Na semana passada, 31 sindicatos filiados à Federação Nacional dos Trabalhadores em Empresas de Correios e Telégrafos e Similares (Fentect) aprovaram o indicativo para a greve para o mês de agosto, mas ainda deixou para bater o martelo sobre o movimento paredista para a próxima terça-feira, dia 4.

Mais do que reivindicar aumento salarial, o movimento grevista que se avizinha se propõe como um ato de resistência ao anunciar seu lema “Campanha Salarial: Não à retirada de direitos”.

Em sua página na internet, a Fentect diz acreditar na luta contra a agenda privatista do desgoverno de Jair Bolsonaro. Os Correios são a bola da vez nas pretensões do ministro Paulo Guedes, que quer fazer dinheiro com a venda de empresas públicas para transferi-lo para bancos e especuladores a título de pagamento de “juros e amortizações” da dívida pública.

“Defender os Correios públicos é defender um patrimônio secular do povo brasileiro. A Fentect segue somando forças para combater todo o retrocesso e males causados desde o início do governo lesa pátria de Jair Bolsonaro e Paulo Guedes, que seguem atacando os trabalhadores e afagando os empresários e banqueiros”, diz um comunicado da Federação.

Cerca de 100 trabalhadores dos Correios podem cruzar os braços nos próximos dias e, como efeito, deixar de entregar aquele produto comprado online –setor que cresceu na pandemia e com o distanciamento social.

A greve dos trabalhadores dos Correios é mais de resistência. A direção da empresa, a mando de Bolsonaro e Guedes, quer retirar conquistas da categoria. A saber:

  • Retirada de 70 cláusulas do atual ACT acabando com os 30% do Adicional de Risco;
  • Fim do auxílio creche/babá;
  • Corte do tíquete alimentação de dezembro;
  • Corte de 70% sobre férias;
  • Distribuição de EPIs (equipamentos de segurança);
  • Fim da licença maternidade estendida para 180 dias (a lei determina 120 dias).

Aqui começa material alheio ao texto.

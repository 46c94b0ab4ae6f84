//! Lookup cache for single-product requests.
//!
//! Bounded LRU map from composed keys to resources, with an optional maximum entry age.
//! Only id and handle lookups go through the cache; search always hits EVA.
//!
//! The cache is shared by concurrent lookups. Its lock is never held across a network
//! call, so two concurrent misses on the same key both fetch and the later insert wins.
//! Both inserts carry equivalent data.

use std::{
    fmt,
    num::NonZeroUsize,
    sync::{Mutex, MutexGuard, PoisonError},
    time::{Duration, Instant},
};

use lru::LruCache;
use tracing::debug;

use crate::resource::Resource;

/// Default maximum number of cached resources.
pub const DEFAULT_CAPACITY: NonZeroUsize = match NonZeroUsize::new(512) {
    Some(capacity) => capacity,
    None => NonZeroUsize::MIN,
};

/// Key under which a lookup result is cached.
///
/// Id and handle lookups live in separate namespaces, so an entry stored by one is never
/// returned by the other even when the identifier is the same.
#[derive(Debug, Clone, Copy, PartialEq, Eq)]
pub enum CacheKey<'a> {
    /// Lookup by product id (`product-<id>`).
    ProductId(&'a str),
    /// Lookup by product handle (`product-handle-<handle>`).
    ProductHandle(&'a str),
}

impl fmt::Display for CacheKey<'_> {
    fn fmt(&self, f: &mut fmt::Formatter<'_>) -> fmt::Result {
        match self {
            Self::ProductId(id) => write!(f, "product-{id}"),
            Self::ProductHandle(handle) => write!(f, "product-handle-{handle}"),
        }
    }
}

#[derive(Debug)]
struct CachedResource {
    resource: Resource,
    stored_at: Instant,
}

/// Bounded resource cache.
///
/// # Examples
///
/// ```
/// use std::num::NonZeroUsize;
///
/// use eva_catalog::{
///     cache::{CacheKey, LookupCache},
///     resource::Resource,
/// };
///
/// let cache = LookupCache::new(NonZeroUsize::new(2).unwrap(), None);
/// let resource = Resource { id: "1".into(), title: "Tee".into(), handle: None, image: None };
///
/// cache.insert(CacheKey::ProductId("1"), resource.clone());
/// assert_eq!(cache.get(CacheKey::ProductId("1")), Some(resource));
/// assert_eq!(cache.get(CacheKey::ProductHandle("1")), None);
/// ```
#[derive(Debug)]
pub struct LookupCache {
    entries: Mutex<LruCache<String, CachedResource>>,
    ttl: Option<Duration>,
}

impl Default for LookupCache {
    fn default() -> Self {
        Self::new(DEFAULT_CAPACITY, None)
    }
}

impl LookupCache {
    /// Creates a cache holding at most `capacity` entries.
    ///
    /// Entries older than `ttl` are treated as misses; `None` keeps entries until they
    /// are evicted by capacity.
    #[must_use]
    pub fn new(capacity: NonZeroUsize, ttl: Option<Duration>) -> Self {
        Self { entries: Mutex::new(LruCache::new(capacity)), ttl }
    }

    // Entries are replaced whole, so a poisoned map is still consistent.
    fn lock(&self) -> MutexGuard<'_, LruCache<String, CachedResource>> {
        self.entries.lock().unwrap_or_else(PoisonError::into_inner)
    }

    /// Returns the cached resource, refreshing its recency.
    pub fn get(&self, key: CacheKey<'_>) -> Option<Resource> {
        let key = key.to_string();
        let mut entries = self.lock();

        let expired = match entries.peek(&key) {
            None => {
                debug!(%key, "cache miss");
                return None;
            }
            Some(entry) => self.ttl.is_some_and(|ttl| entry.stored_at.elapsed() >= ttl),
        };

        if expired {
            debug!(%key, "cache entry expired");
            entries.pop(&key);
            return None;
        }

        debug!(%key, "cache hit");
        entries.get(&key).map(|entry| entry.resource.clone())
    }

    /// Stores a resource, evicting the least recently used entry when full.
    pub fn insert(&self, key: CacheKey<'_>, resource: Resource) {
        let key = key.to_string();
        let mut entries = self.lock();
        if let Some((evicted, _)) =
            entries.push(key.clone(), CachedResource { resource, stored_at: Instant::now() })
            && evicted != key
        {
            debug!(key = %evicted, "cache entry evicted");
        }
    }

    /// Number of cached entries, including expired ones not yet dropped.
    #[must_use]
    pub fn len(&self) -> usize {
        self.lock().len()
    }

    /// Returns true if nothing is cached.
    #[must_use]
    pub fn is_empty(&self) -> bool {
        self.lock().is_empty()
    }

    /// Maximum number of entries.
    #[must_use]
    pub fn capacity(&self) -> NonZeroUsize {
        self.lock().cap()
    }

    /// Maximum entry age, if any.
    #[must_use]
    pub const fn ttl(&self) -> Option<Duration> {
        self.ttl
    }

    /// Drops every entry.
    pub fn clear(&self) {
        self.lock().clear();
    }
}


#[cfg(test)]
#[path = "cache/tests/proptest_cache.rs"]
mod proptest_cache;
//! Plugin configuration.
//!
//! This module defines the TOML-deserializable configuration for one plugin activation.
//!
//! ```toml
//! base_url = "https://api.newblack.guc.prod.eva-online.global/message"
//! search_page_size = 20
//!
//! [settings]
//! organizationUnitSetID = "42"
//!
//! [cache]
//! capacity = 512
//! ttl_secs = 600
//!
//! [http]
//! timeout_secs = 30
//! ```

use std::{num::NonZeroUsize, path::Path, time::Duration};

use serde::Deserialize;
use url::Url;

use crate::{
    cache::LookupCache,
    error::{PluginError, Result},
    eva::{DEFAULT_BASE_URL, DEFAULT_USER_AGENT},
    plugin::Settings,
    transport::HttpConfig,
};

/// Largest page size EVA accepts from this plugin.
pub const MAX_PAGE_SIZE: u32 = 100;

/// Root plugin configuration.
#[derive(Debug, Clone, PartialEq, Deserialize)]
pub struct PluginConfig {
    /// EVA message gateway base URL.
    #[serde(default = "default_base_url")]
    pub base_url: String,

    /// Value of the `Eva-User-Agent` header.
    #[serde(default = "default_user_agent")]
    pub user_agent: String,

    /// Page size for the commerce service's own product search.
    #[serde(default = "default_search_page_size")]
    pub search_page_size: u32,

    /// Host-provided plugin settings.
    #[serde(default)]
    pub settings: Settings,

    /// Lookup cache configuration.
    #[serde(default)]
    pub cache: CacheConfig,

    /// HTTP client configuration.
    #[serde(default)]
    pub http: HttpConfig,
}

impl Default for PluginConfig {
    fn default() -> Self {
        Self {
            base_url: default_base_url(),
            user_agent: default_user_agent(),
            search_page_size: default_search_page_size(),
            settings: Settings::default(),
            cache: CacheConfig::default(),
            http: HttpConfig::default(),
        }
    }
}

impl PluginConfig {
    /// Parses and validates a TOML configuration.
    ///
    /// # Errors
    ///
    /// Returns [`PluginError::InvalidConfig`] if parsing or validation fails.
    ///
    /// # Examples
    ///
    /// ```
    /// use eva_catalog::config::PluginConfig;
    ///
    /// let config = PluginConfig::from_toml(r#"
    ///     [settings]
    ///     organizationUnitSetID = "42"
    /// "#)?;
    /// assert_eq!(config.settings.organization_unit_set_id(), Some("42"));
    /// # Ok::<(), eva_catalog::PluginError>(())
    /// ```
    pub fn from_toml(toml_str: &str) -> Result<Self> {
        let config: Self = toml::from_str(toml_str)
            .map_err(|e| PluginError::InvalidConfig(format!("invalid TOML config: {e}")))?;
        config.validate()?;
        Ok(config)
    }

    /// Reads, parses and validates a TOML configuration file.
    ///
    /// # Errors
    ///
    /// Returns error if the file cannot be read or the configuration is invalid.
    pub fn from_file<P: AsRef<Path>>(path: P) -> Result<Self> {
        let content = std::fs::read_to_string(path.as_ref())
            .map_err(|e| PluginError::InvalidConfig(format!("cannot read config file: {e}")))?;
        Self::from_toml(&content)
    }

    /// Validates the configuration.
    ///
    /// This method checks that:
    /// - `base_url` is an `http`/`https` URL with a host
    /// - `user_agent` is non-empty and free of control characters
    /// - `search_page_size` is within 1 to [`MAX_PAGE_SIZE`]
    /// - the cache and HTTP sections are valid
    ///
    /// # Errors
    ///
    /// Returns [`PluginError::InvalidConfig`] describing the first invalid field.
    pub fn validate(&self) -> Result<()> {
        let url = Url::parse(&self.base_url).map_err(|e| {
            PluginError::InvalidConfig(format!("invalid base_url '{}': {e}", self.base_url))
        })?;
        if !matches!(url.scheme(), "http" | "https") {
            return Err(PluginError::InvalidConfig(format!(
                "base_url must use http or https, got: {}",
                url.scheme()
            )));
        }
        if url.host_str().is_none_or(str::is_empty) {
            return Err(PluginError::InvalidConfig(format!(
                "base_url has no host: {}",
                self.base_url
            )));
        }

        if self.user_agent.trim().is_empty() || self.user_agent.chars().any(char::is_control) {
            return Err(PluginError::InvalidConfig(
                "user_agent must be non-empty printable text".to_owned(),
            ));
        }

        if !(1..=MAX_PAGE_SIZE).contains(&self.search_page_size) {
            return Err(PluginError::InvalidConfig(format!(
                "search_page_size must be between 1 and {MAX_PAGE_SIZE}"
            )));
        }

        self.cache.validate()?;
        self.http.validate()
    }
}

/// Lookup cache configuration.
#[derive(Debug, Clone, Copy, PartialEq, Eq, Deserialize)]
pub struct CacheConfig {
    /// Maximum number of cached products.
    #[serde(default = "default_cache_capacity")]
    pub capacity: usize,

    /// Maximum entry age in seconds; `0` disables expiry.
    #[serde(default = "default_cache_ttl_secs")]
    pub ttl_secs: u64,
}

impl Default for CacheConfig {
    fn default() -> Self {
        Self { capacity: default_cache_capacity(), ttl_secs: default_cache_ttl_secs() }
    }
}

impl CacheConfig {
    /// Validates the cache configuration.
    ///
    /// # Errors
    ///
    /// Returns [`PluginError::InvalidConfig`] if the capacity is zero.
    pub fn validate(&self) -> Result<()> {
        if self.capacity == 0 {
            return Err(PluginError::InvalidConfig("cache.capacity must be at least 1".to_owned()));
        }
        Ok(())
    }

    /// Maximum entry age, `None` when expiry is disabled.
    #[must_use]
    pub const fn ttl(&self) -> Option<Duration> {
        if self.ttl_secs == 0 { None } else { Some(Duration::from_secs(self.ttl_secs)) }
    }

    /// Builds an empty cache with these limits.
    ///
    /// A zero capacity that skipped validation falls back to a single entry.
    #[must_use]
    pub fn build(&self) -> LookupCache {
        let capacity = NonZeroUsize::new(self.capacity).unwrap_or(NonZeroUsize::MIN);
        LookupCache::new(capacity, self.ttl())
    }
}

fn default_base_url() -> String {
    DEFAULT_BASE_URL.to_owned()
}

fn default_user_agent() -> String {
    DEFAULT_USER_AGENT.to_owned()
}

const fn default_search_page_size() -> u32 {
    20
}

const fn default_cache_capacity() -> usize {
    512
}

const fn default_cache_ttl_secs() -> u64 {
    600
}

#[cfg(test)]
#[allow(
    clippy::unreachable,
    reason = "test code uses unreachable for expected-path assertions"
)]
mod tests {
    use super::*;

    #[test]
    fn test_default_config_is_valid() {
        let config = PluginConfig::default();
        assert_eq!(config.base_url, DEFAULT_BASE_URL);
        assert_eq!(config.user_agent, "Eva-Builder-Plugin");
        assert_eq!(config.search_page_size, 20);
        assert_eq!(config.cache.capacity, 512);
        assert_eq!(config.cache.ttl(), Some(Duration::from_secs(600)));
        assert!(config.settings.organization_unit_set_id().is_none());
        assert!(config.validate().is_ok());
    }

    #[test]
    fn test_empty_toml_uses_defaults() {
        let config = PluginConfig::from_toml("").unwrap();
        assert_eq!(config, PluginConfig::default());
    }

    #[test]
    fn test_full_toml() {
        let toml = r#"
            base_url = "https://eva.example.com/message"
            user_agent = "Custom-Agent"
            search_page_size = 50

            [settings]
            organizationUnitSetID = "ou-7"

            [cache]
            capacity = 16
            ttl_secs = 0

            [http]
            timeout_secs = 5
            http_version = "http1"
        "#;

        let config = PluginConfig::from_toml(toml).unwrap();
        assert_eq!(config.base_url, "https://eva.example.com/message");
        assert_eq!(config.user_agent, "Custom-Agent");
        assert_eq!(config.search_page_size, 50);
        assert_eq!(config.settings.organization_unit_set_id(), Some("ou-7"));
        assert_eq!(config.cache.capacity, 16);
        assert!(config.cache.ttl().is_none());
        assert_eq!(config.http.timeout_secs, 5);
    }

    #[test]
    fn test_invalid_toml() {
        let Err(PluginError::InvalidConfig(msg)) = PluginConfig::from_toml("base_url = [") else {
            unreachable!("expected InvalidConfig error")
        };
        assert!(msg.contains("invalid TOML config"));
    }

    #[test]
    fn test_rejects_bad_base_url() {
        for base_url in ["not a url", "ftp://eva.test/message", "mailto:ops@eva.test"] {
            let config = PluginConfig { base_url: base_url.to_owned(), ..Default::default() };
            assert!(
                matches!(config.validate(), Err(PluginError::InvalidConfig(_))),
                "{base_url} should be rejected"
            );
        }
    }

    #[test]
    fn test_accepts_plain_http_base_url() {
        let config =
            PluginConfig {
                base_url: "http://127.0.0.1:9000/message".to_owned(),
                ..Default::default()
            };
        assert!(config.validate().is_ok());
    }

    #[test]
    fn test_rejects_bad_user_agent() {
        for user_agent in ["", "   ", "agent\r\nX-Injected: 1"] {
            let config = PluginConfig { user_agent: user_agent.to_owned(), ..Default::default() };
            assert!(config.validate().is_err());
        }
    }

    #[test]
    fn test_rejects_page_size_out_of_bounds() {
        for search_page_size in [0, 101] {
            let config = PluginConfig { search_page_size, ..Default::default() };
            assert!(config.validate().is_err());
        }
    }

    #[test]
    fn test_rejects_zero_cache_capacity() {
        let result = PluginConfig::from_toml("[cache]\ncapacity = 0");
        assert!(matches!(result, Err(PluginError::InvalidConfig(_))));
    }

    #[test]
    fn test_cache_config_build() {
        let cache = CacheConfig { capacity: 3, ttl_secs: 10 }.build();
        assert_eq!(cache.capacity().get(), 3);
        assert_eq!(cache.ttl(), Some(Duration::from_secs(10)));
    }

    #[test]
    fn test_from_file() {
        let dir = tempfile::tempdir().unwrap();
        let path = dir.path().join("eva.toml");
        std::fs::write(&path, "search_page_size = 10\n").unwrap();

        let config = PluginConfig::from_file(&path).unwrap();
        assert_eq!(config.search_page_size, 10);
    }

    #[test]
    fn test_from_file_not_found() {
        let Err(PluginError::InvalidConfig(msg)) =
            PluginConfig::from_file("/nonexistent/path/eva.toml")
        else {
            unreachable!("expected InvalidConfig error")
        };
        assert!(msg.contains("cannot read config file"));
    }
}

O secretário de comunicação da Fentect, Emerson Marinho, disse que a proposta dos Correios é esdrúxula. “Estou na empresa desde 1997 e nunca vi proposta tão esdrúxula”, atacou. Segundo ele, os benefícios incorporados aos salários foram fruto de negociações de anos para compensar sucessivos congelamentos nos vencimentos dos trabalhadores.

Além de querer retirar benefícios, a direção dos Correios oferece reajuste “zero” para os trabalhadores –por isso a greve poderá ser inevitável nas próximas semanas.

Para a direção da Fentect, os Correios tiveram aumento de receita durante a pandemia do novo coronavírus porque, diferente de outros setores, ganhou com o aumento do comércio eletrônico, as vendas online, das quais já falamos no início deste texto.

Os trabalhadores dos Correios acusam a transferência de dividendos à União acima do limite legal e congelamento de tarifas postais pelo quadro de deterioração das finanças da empresa. O governo pretende vender a ideia de que os Correios são deficitários e por isso precisam ser privatizados, doados, vendidos.

De acordo com os trabalhadores, não são os tíquetes de alimentação, a licença-maternidade de 180 dias ou auxílio creche que comprometem a saúde dos Correios. Pelo contrário. É a gestão temerária, neoliberal, de Bolsonaro e Guedes.